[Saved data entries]
************
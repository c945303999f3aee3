// SPDX-License-Identifier: BUSL-1.1
// Copyright (c) 2026 Alfred Jean LLC

//! Idle detector (spec §4.2): decides whether a child PTY is in an
//! input-accepting quiescent state, with a confidence in `[0, 1]`.

use std::sync::Arc;
use std::time::{Duration, Instant};

use parking_lot::RwLock;
use regex::Regex;
use serde::Serialize;
use std::sync::LazyLock;

static PROMPT_PATTERNS: LazyLock<Vec<Regex>> = LazyLock::new(|| {
    vec![
        Regex::new(r"\x{2502}\s*>\s*$").expect("valid regex"), // "│ > " variants
        Regex::new(r">\s*$").expect("valid regex"),
        Regex::new(r"\$\s*$").expect("valid regex"),
        Regex::new(r"#\s*$").expect("valid regex"),
    ]
});

static ESCAPE_SEQUENCE: LazyLock<Regex> =
    LazyLock::new(|| Regex::new(r"\x1b\[[0-9;]*[A-Za-z]").expect("valid regex"));

/// One independently-weighted idle signal.
#[derive(Debug, Clone, Serialize)]
pub struct IdleSignalReading {
    pub name: &'static str,
    pub confidence: f64,
}

/// Outcome of an idle check.
#[derive(Debug, Clone, Serialize)]
pub struct IdleResult {
    pub is_idle: bool,
    pub confidence: f64,
    pub signals: Vec<IdleSignalReading>,
}

/// Mutable state tracked by the detector as output streams in.
struct IdleState {
    last_output_at: Instant,
    last_chunk_tail: String,
    pid: Option<u32>,
}

/// Per-agent idle detector. Cheap to clone (shares state via `Arc`).
#[derive(Clone)]
pub struct IdleDetector {
    min_silence: Duration,
    threshold: f64,
    state: Arc<RwLock<IdleState>>,
}

impl IdleDetector {
    pub fn new(min_silence: Duration, threshold: f64) -> Self {
        Self {
            min_silence,
            threshold,
            state: Arc::new(RwLock::new(IdleState {
                last_output_at: Instant::now(),
                last_chunk_tail: String::new(),
                pid: None,
            })),
        }
    }

    /// Record a chunk of (ANSI-stripped) output, resetting the silence
    /// clock. Call this for every chunk, including during injection.
    pub fn record_output(&self, stripped_chunk: &str) {
        let mut state = self.state.write();
        state.last_output_at = Instant::now();
        let tail_start = stripped_chunk.len().saturating_sub(256);
        state.last_chunk_tail = stripped_chunk[tail_start..].to_string();
    }

    pub fn set_pid(&self, pid: Option<u32>) {
        self.state.write().pid = pid;
    }

    /// Evaluate idleness right now, combined by the maximum of a weighted
    /// sum across signals and a hard minimum-silence gate (spec §4.2).
    pub fn check_idle(&self, min_silence_override: Option<Duration>) -> IdleResult {
        let min_silence = min_silence_override.unwrap_or(self.min_silence);
        let state = self.state.read();
        let elapsed = state.last_output_at.elapsed();

        let mut signals = Vec::new();
        let mut weighted_sum = 0.0;
        let mut weight_total = 0.0;

        let silence = silence_confidence(elapsed, min_silence);
        signals.push(IdleSignalReading { name: "silence", confidence: silence });
        weighted_sum += silence * 0.4;
        weight_total += 0.4;

        let cursor = cursor_confidence(&state.last_chunk_tail);
        signals.push(IdleSignalReading { name: "tui_cursor", confidence: cursor });
        weighted_sum += cursor * 0.35;
        weight_total += 0.35;

        if let Some(pid) = state.pid {
            if let Some(confidence) = process_state_confidence(pid) {
                signals.push(IdleSignalReading { name: "process_state", confidence });
                weighted_sum += confidence * 0.15;
                weight_total += 0.15;
            }
        }

        let no_spinner = absence_of_escape_confidence(&state.last_chunk_tail);
        signals.push(IdleSignalReading { name: "no_active_drawing", confidence: no_spinner });
        weighted_sum += no_spinner * 0.10;
        weight_total += 0.10;

        let weighted_average = if weight_total > 0.0 { weighted_sum / weight_total } else { 0.0 };
        let hard_gate = if elapsed >= min_silence * 3 { 1.0 } else { 0.0 };
        let confidence = weighted_average.max(hard_gate).min(1.0);

        IdleResult { is_idle: confidence >= self.threshold, confidence, signals }
    }

    /// Poll until confidence reaches the threshold or `timeout` elapses.
    pub async fn wait_for_idle(&self, timeout: Duration, poll: Duration) -> IdleResult {
        let deadline = Instant::now() + timeout;
        loop {
            let result = self.check_idle(None);
            if result.is_idle || Instant::now() >= deadline {
                return result;
            }
            tokio::time::sleep(poll).await;
        }
    }
}

fn silence_confidence(elapsed: Duration, min_silence: Duration) -> f64 {
    if elapsed < min_silence {
        return 0.0;
    }
    let span = min_silence.as_secs_f64() * 2.0;
    if span <= 0.0 {
        return 1.0;
    }
    let over = (elapsed - min_silence).as_secs_f64();
    (over / span).min(1.0)
}

fn cursor_confidence(tail: &str) -> f64 {
    if PROMPT_PATTERNS.iter().any(|r| r.is_match(tail)) {
        1.0
    } else {
        0.0
    }
}

fn absence_of_escape_confidence(tail: &str) -> f64 {
    if ESCAPE_SEQUENCE.is_match(tail) {
        0.0
    } else {
        1.0
    }
}

/// Linux-only `/proc/<pid>/stat` process-state signal (spec §4.2: "Linux
/// only, optional"). Returns `None` when unavailable so the caller can
/// exclude it from the weighted sum rather than treating it as "not idle".
#[cfg(target_os = "linux")]
fn process_state_confidence(pid: u32) -> Option<f64> {
    let contents = std::fs::read_to_string(format!("/proc/{pid}/stat")).ok()?;
    // Field 3 (after the `(comm)` field, which may itself contain spaces
    // and parentheses) is the state character.
    let after_comm = contents.rsplit_once(')')?.1;
    let state = after_comm.trim_start().chars().next()?;
    Some(if state == 'S' || state == 'T' { 1.0 } else { 0.0 })
}

#[cfg(not(target_os = "linux"))]
fn process_state_confidence(_pid: u32) -> Option<f64> {
    None
}

#[cfg(test)]
#[path = "idle_tests.rs"]
mod tests;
************
• [WHAT TO DO]: Output all of the records above unchanged.

• [RESPONSE TO THE TASK]:
repository c945303999f3aee3
// SPDX-License-Identifier: BUSL-1.1
// Copyright (c) 2026 Alfred Jean LLC

//! Idle detector (spec §4.2): decides whether a child PTY is in an
//! input-accepting quiescent state, with a confidence in `[0, 1]`.

use std::sync::Arc;
use std::time::{Duration, Instant};

use parking_lot::RwLock;
use regex::Regex;
use serde::Serialize;
use std::sync::LazyLock;

static PROMPT_PATTERNS: LazyLock<Vec<Regex>> = LazyLock::new(|| {
    vec![
        Regex::new(r"\x{2502}\s*>\s*$").expect("valid regex"), // "│ > " variants
        Regex::new(r">\s*$").expect("valid regex"),
        Regex::new(r"\$\s*$").expect("valid regex"),
        Regex::new(r"#\s*$").expect("valid regex"),
    ]
});

static ESCAPE_SEQUENCE: LazyLock<Regex> =
    LazyLock::new(|| Regex::new(r"\x1b\[[0-9;]*[A-Za-z]").expect("valid regex"));

/// One independently-weighted idle signal.
#[derive(Debug, Clone, Serialize)]
pub struct IdleSignalReading {
    pub name: &'static str,
    pub confidence: f64,
}

/// Outcome of an idle check.
#[derive(Debug, Clone, Serialize)]
pub struct IdleResult {
    pub is_idle: bool,
    pub confidence: f64,
    pub signals: Vec<IdleSignalReading>,
}

/// Mutable state tracked by the detector as output streams in.
struct IdleState {
    last_output_at: Instant,
    last_chunk_tail: String,
    pid: Option<u32>,
}

/// Per-agent idle detector. Cheap to clone (shares state via `Arc`).
#[derive(Clone)]
pub struct IdleDetector {
    min_silence: Duration,
    threshold: f64,
    state: Arc<RwLock<IdleState>>,
}

impl IdleDetector {
    pub fn new(min_silence: Duration, threshold: f64) -> Self {
        Self {
            min_silence,
            threshold,
            state: Arc::new(RwLock::new(IdleState {
                last_output_at: Instant::now(),
                last_chunk_tail: String::new(),
                pid: None,
            })),
        }
    }

    /// Record a chunk of (ANSI-stripped) output, resetting the silence
    /// clock. Call this for every chunk, including during injection.
    pub fn record_output(&self, stripped_chunk: &str) {
        let mut state = self.state.write();
        state.last_output_at = Instant::now();
        let tail_start = stripped_chunk.len().saturating_sub(256);
        state.last_chunk_tail = stripped_chunk[tail_start..].to_string();
    }

    pub fn set_pid(&self, pid: Option<u32>) {
        self.state.write().pid = pid;
    }

    /// Evaluate idleness right now, combined by the maximum of a weighted
    /// sum across signals and a hard minimum-silence gate (spec §4.2).
    pub fn check_idle(&self, min_silence_override: Option<Duration>) -> IdleResult {
        let min_silence = min_silence_override.unwrap_or(self.min_silence);
        let state = self.state.read();
        let elapsed = state.last_output_at.elapsed();

        let mut signals = Vec::new();
        let mut weighted_sum = 0.0;
        let mut weight_total = 0.0;

        let silence = silence_confidence(elapsed, min_silence);
        signals.push(IdleSignalReading { name: "silence", confidence: silence });
        weighted_sum += silence * 0.4;
        weight_total += 0.4;

        let cursor = cursor_confidence(&state.last_chunk_tail);
        signals.push(IdleSignalReading { name: "tui_cursor", confidence: cursor });
        weighted_sum += cursor * 0.35;
        weight_total += 0.35;

        if let Some(pid) = state.pid {
            if let Some(confidence) = process_state_confidence(pid) {
                signals.push(IdleSignalReading { name: "process_state", confidence });
                weighted_sum += confidence * 0.15;
                weight_total += 0.15;
            }
        }

        let no_spinner = absence_of_escape_confidence(&state.last_chunk_tail);
        signals.push(IdleSignalReading { name: "no_active_drawing", confidence: no_spinner });
        weighted_sum += no_spinner * 0.10;
        weight_total += 0.10;

        let weighted_average = if weight_total > 0.0 { weighted_sum / weight_total } else { 0.0 };
        let hard_gate = if elapsed >= min_silence * 3 { 1.0 } else { 0.0 };
        let confidence = weighted_average.max(hard_gate).min(1.0);

        IdleResult { is_idle: confidence >= self.threshold, confidence, signals }
    }

    /// Poll until confidence reaches the threshold or `timeout` elapses.
    pub async fn wait_for_idle(&self, timeout: Duration, poll: Duration) -> IdleResult {
        let deadline = Instant::now() + timeout;
        loop {
            let result = self.check_idle(None);
            if result.is_idle || Instant::now() >= deadline {
                return result;
            }
            tokio::time::sleep(poll).await;
        }
    }
}

fn silence_confidence(elapsed: Duration, min_silence: Duration) -> f64 {
    if elapsed < min_silence {
        return 0.0;
    }
    let span = min_silence.as_secs_f64() * 2.0;
    if span <= 0.0 {
        return 1.0;
    }
    let over = (elapsed - min_silence).as_secs_f64();
    (over / span).min(1.0)
}

fn cursor_confidence(tail: &str) -> f64 {
    if PROMPT_PATTERNS.iter().any(|r| r.is_match(tail)) {
        1.0
    } else {
        0.0
    }
}

fn absence_of_escape_confidence(tail: &str) -> f64 {
    if ESCAPE_SEQUENCE.is_match(tail) {
        0.0
    } else {
        1.0
    }
}

/// Linux-only `/proc/<pid>/stat` process-state signal (spec §4.2: "Linux
/// only, optional"). Returns `None` when unavailable so the caller can
/// exclude it from the weighted sum rather than treating it as "not idle".
#[cfg(target_os = "linux")]
fn process_state_confidence(pid: u32) -> Option<f64> {
    let contents = std::fs::read_to_string(format!("/proc/{pid}/stat")).ok()?;
    // Field 3 (after the `(comm)` field, which may itself contain spaces
    // and parentheses) is the state character.
    let after_comm = contents.rsplit_once(')')?.1;
    let state = after_comm.trim_start().chars().next()?;
    Some(if state == 'S' || state == 'T' { 1.0 } else { 0.0 })
}

#[cfg(not(target_os = "linux"))]
fn process_state_confidence(_pid: u32) -> Option<f64> {
    None
}

#[cfg(test)]
#[path = "idle_tests.rs"]
mod tests;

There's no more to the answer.